Exercise aim
With the first line as the start and the line containing "impl<L: AssetLoader +" as the end, write out every line of the records exactly.

Exercise materials
use crate::assets::{
    load_environment, AssetLoader, AssetStore, LoadError, LoadEvent, LoadProgress, LoadSequencer,
};
use crate::config::HarnessConfig;
use crate::lod::{LodController, LodError, LodKey};
use crate::render::LightRig;
use crate::scene::{Environment, RenderStats, SceneGraph};
use crate::ui::controls::{diff_events, draw_controls, ControlEvent, StatsView};
use crate::ui::{EnvironmentMap, ParameterState};
use timing::FrameTiming;

use glam::Quat;
use std::rc::Rc;
use std::time::{Duration, Instant};

const ROTATE_SPEED: f32 = 0.5;
const TARGET_FRAME: Duration = Duration::from_millis(16);

/// Owns the whole lookdev session: assets, the displayed LOD, parameters,
/// lights and the scene they live in.
pub struct Harness<L: AssetLoader, S: SceneGraph> {
    loader: Rc<L>,
    scene: S,
    store: AssetStore,
    sequencer: LoadSequencer,
    controller: LodController,
    params: ParameterState,
    lights: LightRig,
    config: HarnessConfig,
    environment: Option<Environment>,
    status: String,
    loading: bool,
}

impl<L: AssetLoader + 'static, S: SceneGraph> Harness<L, S> {
    pub fn new(loader: L, scene: S, config: HarnessConfig) -> Self {
        Self {
            loader: Rc::new(loader),
            scene,
            store: AssetStore::new(),
            sequencer: LoadSequencer::new(config.lods.clone()),
            controller: LodController::new(),
            params: config.parameters.clone(),
            lights: LightRig::new(),
            config,
            environment: None,
            status: String::new(),
            loading: false,
        }
    }

    pub fn scene(&self) -> &S {
        &self.scene
    }

    pub fn store(&self) -> &AssetStore {
        &self.store
    }

    pub fn params(&self) -> &ParameterState {
        &self.params
    }

    pub fn current_lod(&self) -> Option<LodKey> {
        self.controller.current_key()
    }

    pub fn status(&self) -> &str {
        &self.status
    }

    /// True while lower-priority LODs are still being fetched in the background.
    pub fn is_loading(&self) -> bool {
        self.loading
    }

    /// Installs the lights, loads and shows the highest-priority LOD, then
    /// the environment. The remaining LODs arrive through `pump_loads` while
    /// frames run. A failure here leaves an empty but running session.
    pub async fn start(&mut self) -> Result<Option<LodKey>, LoadError> {
        self.lights.install(&mut self.scene, &self.params.shadows);

        let first = self
            .sequencer
            .load_first(&*self.loader, &mut self.store)
            .await;
        match &first {
            Ok(Some(key)) => {
                self.display(*key, "Initial display");
                self.loading = true;
                self.status = format!("{key} ready");
            }
            Ok(None) => {
                self.status = "No LODs configured".to_string();
                log::warn!("{}", self.status);
            }
            Err(err) => {
                self.status = format!("Loading stopped: {err}");
                log::error!("{}", self.status);
            }
        }

        self.load_environment(self.params.environment.map).await;
        first
    }

    /// One non-blocking step of the background load sequence, run once per
    /// frame. A newly stored LOD is shown when it is the requested one.
    pub fn pump_loads(&mut self) -> LoadProgress {
        if !self.loading {
            return LoadProgress::Idle;
        }
        let progress = self.sequencer.poll_next(&self.loader, &mut self.store);
        match &progress {
            LoadProgress::Pending(_) => {}
            LoadProgress::Stored(key) => {
                let key = *key;
                if key == self.params.general.lod || self.controller.current_key().is_none() {
                    self.display(key, "Display of background LOD");
                }
            }
            LoadProgress::Failed(err) => {
                self.status = format!("Loading stopped: {err}");
                log::error!("{}", self.status);
                self.finish_sequence();
            }
            LoadProgress::Idle => {
                self.status = format!("{} LODs loaded", self.store.len());
                log::info!("Load sequence finished");
                self.finish_sequence();
            }
        }
        progress
    }

    /// Blocks until the rest of the load sequence is done, showing LODs the
    /// same way `pump_loads` does. Used to time the whole sequence.
    pub async fn finish_loading(&mut self) -> Result<Vec<LodKey>, LoadError> {
        if !self.loading {
            return Ok(Vec::new());
        }
        let Self {
            loader,
            scene,
            store,
            sequencer,
            controller,
            params,
            ..
        } = self;
        let result = sequencer
            .load_all(&**loader, store, |event, store| {
                let key = match event {
                    LoadEvent::Stored(key) if key == params.general.lod => key,
                    LoadEvent::FirstReady(key) if controller.current_key().is_none() => key,
                    _ => return,
                };
                let shown = show(&mut *controller, store, &mut *scene, &mut *params, key);
                if let Err(err) = shown {
                    log::error!("Display of {} failed: {}", key, err);
                }
            })
            .await;

        match &result {
            Ok(loaded) => {
                self.status = format!("{} LODs loaded", self.store.len());
                log::info!("Load sequence finished ({} new)", loaded.len());
            }
            Err(err) => {
                self.status = format!("Loading stopped: {err}");
                log::error!("{}", self.status);
            }
        }
        self.finish_sequence();
        result
    }

    /// Re-fetches one LOD and redisplays it when it is the active one.
    pub async fn reload(&mut self, key: LodKey) -> Result<(), LoadError> {
        self.sequencer
            .reload(&*self.loader, &mut self.store, key)
            .await?;
        if self.controller.current_key() == Some(key) {
            self.display(key, "Redisplay after reload");
        }
        Ok(())
    }

    pub async fn apply(&mut self, event: ControlEvent) {
        log::debug!("Control event {:?}", event);
        match event {
            ControlEvent::SwitchLod(key) => {
                let result = show(
                    &mut self.controller,
                    &self.store,
                    &mut self.scene,
                    &mut self.params,
                    key,
                );
                match result {
                    Ok(()) => self.status = format!("Showing {key}"),
                    Err(err) => {
                        self.status = err.to_string();
                        if let Some(current) = self.controller.current_key() {
                            self.params.general.lod = current;
                        }
                    }
                }
            }
            ControlEvent::RefreshMaterials => {
                if self.params.material.normal_map_tracks_lod {
                    if let Some(current) = self.controller.current_key() {
                        self.params.material.selected_normal_map = current;
                    }
                }
                self.controller
                    .refresh_materials(&self.store, &mut self.scene, &self.params.material);
            }
            ControlEvent::ShadowsChanged => {
                self.lights.apply_shadows(&mut self.scene, &self.params.shadows);
                self.controller
                    .apply_shadows(&mut self.scene, &self.params.shadows);
            }
            ControlEvent::EnvironmentChanged(map) => self.load_environment(map).await,
            ControlEvent::EnvironmentIntensityChanged(intensity) => {
                if let Some(environment) = &mut self.environment {
                    environment.intensity = intensity;
                    self.scene.set_environment(Some(environment.clone()));
                }
            }
            ControlEvent::ReloadLod(key) => {
                if let Err(err) = self.reload(key).await {
                    self.status = format!("Reload failed: {err}");
                    log::error!("{}", self.status);
                }
            }
        }
    }

    fn display(&mut self, key: LodKey, context: &str) {
        let shown = show(
            &mut self.controller,
            &self.store,
            &mut self.scene,
            &mut self.params,
            key,
        );
        if let Err(err) = shown {
            log::error!("{} of {} failed: {}", context, key, err);
        }
    }

    /// The sequence is over: a requested LOD that never arrived falls back
    /// to the displayed one.
    fn finish_sequence(&mut self) {
        self.loading = false;
        let Some(current) = self.controller.current_key() else {
            return;
        };
        if !self.store.has(self.params.general.lod) {
            log::warn!(
                "Requested {} never loaded, staying on {}",
                self.params.general.lod,
                current
            );
            self.params.general.lod = current;
        }
    }

    async fn load_environment(&mut self, map: EnvironmentMap) {
        let Some(path) = self.config.environment_path(map) else {
            log::warn!("No file configured for environment {}", map);
            return;
        };
        let intensity = self.params.environment.intensity;
        match load_environment(&*self.loader, map.as_str(), path, intensity).await {
            Ok(environment) => {
                self.scene.set_environment(Some(environment.clone()));
                self.environment = Some(environment);
            }
            Err(err) => {
                self.status = format!("Environment {map} failed: {err}");
                log::error!("{}", self.status);
            }
        }
    }

    /// Advances animations by `dt` seconds and returns this frame's stats.
    pub fn frame(&mut self, dt: f32, elapsed_secs: f32) -> RenderStats {
        if self.params.general.rotate_plane {
            if let Some(node) = self.controller.active_node_mut(&mut self.scene) {
                let transform = node.transform_mut();
                transform.rotation = Quat::from_rotation_y(ROTATE_SPEED * dt) * transform.rotation;
            }
        }
        self.lights.animate(&mut self.scene, elapsed_secs);
        self.scene.stats()
    }

    pub fn stats_view(&self, fps: f32) -> StatsView {
        StatsView {
            stats: self.scene.stats(),
            loaded: self.store.loaded_keys(),
            active: self.controller.current_key(),
            fps,
            status: self.status.clone(),
            loading: self.loading,
        }
    }

    /// One UI pass: keyboard shortcuts, then the control panel. Returns the
    /// events caused by both.
    pub fn draw_ui(&mut self, ctx: &egui::Context, fps: f32) -> Vec<ControlEvent> {
        let before = self.params.clone();
        if let Some(key) = input::lod_shortcut(ctx) {
            self.params.general.lod = key;
        }
        let mut events = diff_events(&before, &self.params);
        if input::reload_shortcut(ctx) {
            if let Some(key) = self.current_lod() {
                events.push(ControlEvent::ReloadLod(key));
            }
        }

        let view = self.stats_view(fps);
        egui::SidePanel::right("lookdev_controls").show(ctx, |ui| {
            egui::ScrollArea::vertical().show(ui, |ui| {
                events.extend(draw_controls(ui, &mut self.params, &view));
            });
        });
        events
    }
}
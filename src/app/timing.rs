use std::time::{Duration, Instant};

const FPS_WINDOW_SECS: f32 = 0.5;

pub struct FrameTiming {
    last_frame_time: Option<Instant>,
    last_fps_time: Instant,
    frame_count: u32,
    pub frame_dt: f32,
    fps: f32,
    base_title: String,
}

impl FrameTiming {
    pub fn new(base_title: String, now: Instant) -> Self {
        Self {
            last_frame_time: None,
            last_fps_time: now,
            frame_count: 0,
            frame_dt: 1.0 / 60.0,
            fps: 0.0,
            base_title,
        }
    }

    pub fn fps(&self) -> f32 {
        self.fps
    }

    /// Advances one frame. Returns a fresh status line every half second.
    pub fn update(&mut self, now: Instant) -> Option<String> {
        let dt_duration = if let Some(last) = self.last_frame_time {
            now.saturating_duration_since(last)
        } else {
            Duration::from_millis(16)
        };
        self.last_frame_time = Some(now);
        self.frame_dt = dt_duration.as_secs_f32().max(0.0);

        self.frame_count = self.frame_count.saturating_add(1);
        let elapsed = now.saturating_duration_since(self.last_fps_time);
        if elapsed.as_secs_f32() < FPS_WINDOW_SECS {
            return None;
        }
        self.fps = self.frame_count as f32 / elapsed.as_secs_f32();
        self.frame_count = 0;
        self.last_fps_time = now;
        Some(format!(
            "{} - {:.1} fps (cadence {:.2} ms)",
            self.base_title,
            self.fps,
            self.frame_dt * 1000.0
        ))
    }
}
//! Lookdev - LOD switching and PBR material tuning harness
//!
//! Loads four levels of detail of one model in priority order, shows the
//! first as soon as it is ready and re-synthesizes its materials whenever
//! the control panel changes a parameter.

mod app;
mod assets;
mod config;
mod lod;
mod render;
mod scene;
mod ui;

#[cfg(test)]
mod testing;

use anyhow::{Context, Result};
use clap::Parser;
use std::path::PathBuf;

use crate::assets::FsAssetLoader;
use crate::config::HarnessConfig;
use crate::lod::LodKey;
use crate::scene::serialization::{load_preset_from_file, save_preset_to_file};

#[derive(Parser)]
#[command(name = "lookdev")]
#[command(about = "LOD asset cache and PBR material lookdev harness")]
#[command(version)]
struct Cli {
    /// Harness config (JSON); the stock four-LOD layout when omitted
    #[arg(short, long)]
    config: Option<PathBuf>,

    /// LOD to display once loaded (lod1..lod4)
    #[arg(short, long)]
    lod: Option<LodKey>,

    /// Number of frames to run
    #[arg(short, long, default_value = "120")]
    frames: u32,

    /// Parameter preset to start from
    #[arg(long)]
    preset: Option<PathBuf>,

    /// Write the final parameters here on exit
    #[arg(long)]
    save_preset: Option<PathBuf>,

    /// Load every LOD before the first frame instead of between frames
    #[arg(long)]
    preload: bool,

    #[arg(short, long)]
    verbose: bool,
}

fn main() -> Result<()> {
    let cli = Cli::parse();

    let default_filter = if cli.verbose { "debug" } else { "info" };
    env_logger::Builder::from_env(env_logger::Env::default().default_filter_or(default_filter))
        .format_timestamp_millis()
        .init();

    log::info!("Lookdev harness starting");

    let mut config = match &cli.config {
        Some(path) => config::load_config(path)?,
        None => HarnessConfig::default(),
    };
    if let Some(path) = &cli.preset {
        config.parameters = load_preset_from_file(path)
            .with_context(|| format!("loading preset {}", path.display()))?;
    }
    if let Some(lod) = cli.lod {
        config.parameters.general.lod = lod;
    }

    let loader = FsAssetLoader::new(config.asset_root.clone());
    let mut harness = app::Harness::new(loader, scene::Scene::new(), config);
    if let Err(err) = pollster::block_on(harness.start()) {
        log::warn!("Continuing without a model: {}", err);
    }
    if cli.preload {
        let started = std::time::Instant::now();
        if let Err(err) = pollster::block_on(harness.finish_loading()) {
            log::warn!("Continuing with {} LODs: {}", harness.store().len(), err);
        }
        log::info!("Preloaded in {:.2?}", started.elapsed());
    }
    app::run(&mut harness, cli.frames);

    if harness.is_loading() {
        log::info!("Stopped with LODs still loading");
    }
    if harness.store().is_empty() {
        log::warn!("No LOD was ever loaded");
    }
    log::info!(
        "Final scene: {} nodes, status '{}'",
        harness.scene().len(),
        harness.status()
    );

    if let Some(path) = &cli.save_preset {
        save_preset_to_file(harness.params(), path)
            .with_context(|| format!("saving preset {}", path.display()))?;
    }

    log::info!("Goodbye!");
    Ok(())
}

Exercise result
use crate::assets::{
    load_environment, AssetLoader, AssetStore, LoadError, LoadEvent, LoadProgress, LoadSequencer,
};
use crate::config::HarnessConfig;
use crate::lod::{LodController, LodError, LodKey};
use crate::render::LightRig;
use crate::scene::{Environment, RenderStats, SceneGraph};
use crate::ui::controls::{diff_events, draw_controls, ControlEvent, StatsView};
use crate::ui::{EnvironmentMap, ParameterState};
use timing::FrameTiming;

use glam::Quat;
use std::rc::Rc;
use std::time::{Duration, Instant};

const ROTATE_SPEED: f32 = 0.5;
const TARGET_FRAME: Duration = Duration::from_millis(16);

/// Owns the whole lookdev session: assets, the displayed LOD, parameters,
/// lights and the scene they live in.
pub struct Harness<L: AssetLoader, S: SceneGraph> {
    loader: Rc<L>,
    scene: S,
    store: AssetStore,
    sequencer: LoadSequencer,
    controller: LodController,
    params: ParameterState,
    lights: LightRig,
    config: HarnessConfig,
    environment: Option<Environment>,
    status: String,
    loading: bool,
}

impl<L: AssetLoader + 'static, S: SceneGraph> Harness<L, S> {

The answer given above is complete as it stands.